[Supplied records — start]

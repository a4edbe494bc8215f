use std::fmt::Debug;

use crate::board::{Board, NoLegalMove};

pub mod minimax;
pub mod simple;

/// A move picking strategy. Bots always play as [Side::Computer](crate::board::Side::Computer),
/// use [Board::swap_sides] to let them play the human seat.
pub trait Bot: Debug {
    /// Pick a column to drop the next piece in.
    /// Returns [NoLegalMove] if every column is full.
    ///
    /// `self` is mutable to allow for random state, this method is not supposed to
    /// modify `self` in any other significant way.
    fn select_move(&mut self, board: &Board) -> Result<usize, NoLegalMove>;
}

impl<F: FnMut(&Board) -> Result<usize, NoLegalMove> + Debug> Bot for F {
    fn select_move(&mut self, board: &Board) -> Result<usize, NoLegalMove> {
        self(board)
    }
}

[Supplied records — finish]

Start to finish, copy the material out exactly.

*Solution to this exercise:*
repository a4edbe494bc8215f
use std::fmt::Debug;

use crate::board::{Board, NoLegalMove};

pub mod minimax;
pub mod simple;

/// A move picking strategy. Bots always play as [Side::Computer](crate::board::Side::Computer),
/// use [Board::swap_sides] to let them play the human seat.
pub trait Bot: Debug {
    /// Pick a column to drop the next piece in.
    /// Returns [NoLegalMove] if every column is full.
    ///
    /// `self` is mutable to allow for random state, this method is not supposed to
    /// modify `self` in any other significant way.
    fn select_move(&mut self, board: &Board) -> Result<usize, NoLegalMove>;
}

impl<F: FnMut(&Board) -> Result<usize, NoLegalMove> + Debug> Bot for F {
    fn select_move(&mut self, board: &Board) -> Result<usize, NoLegalMove> {
        self(board)
    }
}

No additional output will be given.